## [EXERCISE GOAL]
Copy the lines below that contain "ForumApi".

(Collected data)
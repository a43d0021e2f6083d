//! Collected post records as persisted to `posts.json`.

use std::collections::BTreeSet;

use serde::{Deserialize, Serialize};

use crate::content::Resource;

/// One fully assembled showcase post. Immutable after assembly; field order
/// here is the serialization order in the output file.
#[derive(Debug, Clone, Serialize, Deserialize)]
pub struct PostRecord {
    pub id: u64,
    pub title: String,
    pub date: Option<String>,
    pub author: String,
    pub content: String,
    pub resources: Vec<Resource>,
    /// Sorted for deterministic output; the set itself is unordered.
    pub tags: BTreeSet<String>,
    pub original_url: String,
}

/// Author name used when the thread carries no usable user reference.
pub const ANONYMOUS_AUTHOR: &str = "Anonymous";

/// Canonical URL of a discussion thread. Downstream links depend on this
/// exact format.
#[must_use]
pub fn discussion_url(course_id: u64, thread_id: u64) -> String {
    format!("https://edstem.org/us/courses/{course_id}/discussion/{thread_id}")
}

#[cfg(test)]
mod tests {
    use super::*;

    #[test]
    fn test_discussion_url_format() {
        assert_eq!(
            discussion_url(84647, 999),
            "https://edstem.org/us/courses/84647/discussion/999"
        );
    }
}
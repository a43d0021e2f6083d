//! Ed API collaborator.
//!
//! The collector consumes the forum through the [`ForumApi`] capability set
//! so collection logic can be exercised against a scripted fake in tests.

pub mod client;
pub mod types;

use async_trait::async_trait;
use thiserror::Error;

pub use client::EdClient;
pub use types::{ThreadDetail, ThreadSummary};

#[derive(Debug, Error)]
pub enum EdApiError {
    #[error("authentication failed: {0}")]
    Auth(String),
    #[error("thread {0} not found")]
    NotFound(u64),
    #[error("unexpected status {status} from {endpoint}")]
    Status {
        endpoint: String,
        status: reqwest::StatusCode,
    },
    #[error("request failed")]
    Http(#[from] reqwest::Error),
}

/// Capability set offered by the discussion forum.
#[async_trait]
pub trait ForumApi: Send + Sync {
    /// Verify that the configured credentials are accepted.
    ///
    /// # Errors
    ///
    /// Returns [`EdApiError::Auth`] when the token is rejected.
    async fn login(&self) -> Result<(), EdApiError>;

    /// Fetch one batch of thread summaries, newest first.
    ///
    /// # Errors
    ///
    /// Returns an error if the request fails or the response cannot be decoded.
    async fn list_threads(
        &self,
        course_id: u64,
        limit: usize,
        offset: usize,
    ) -> Result<Vec<ThreadSummary>, EdApiError>;

    /// Fetch the full detail of one thread.
    ///
    /// # Errors
    ///
    /// Returns [`EdApiError::NotFound`] for unknown thread ids, or another
    /// error if the request fails.
    async fn get_thread(&self, thread_id: u64) -> Result<ThreadDetail, EdApiError>;
}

## [RESULT OF THIS EXERCISE]
//! The collector consumes the forum through the [`ForumApi`] capability set
pub trait ForumApi: Send + Sync {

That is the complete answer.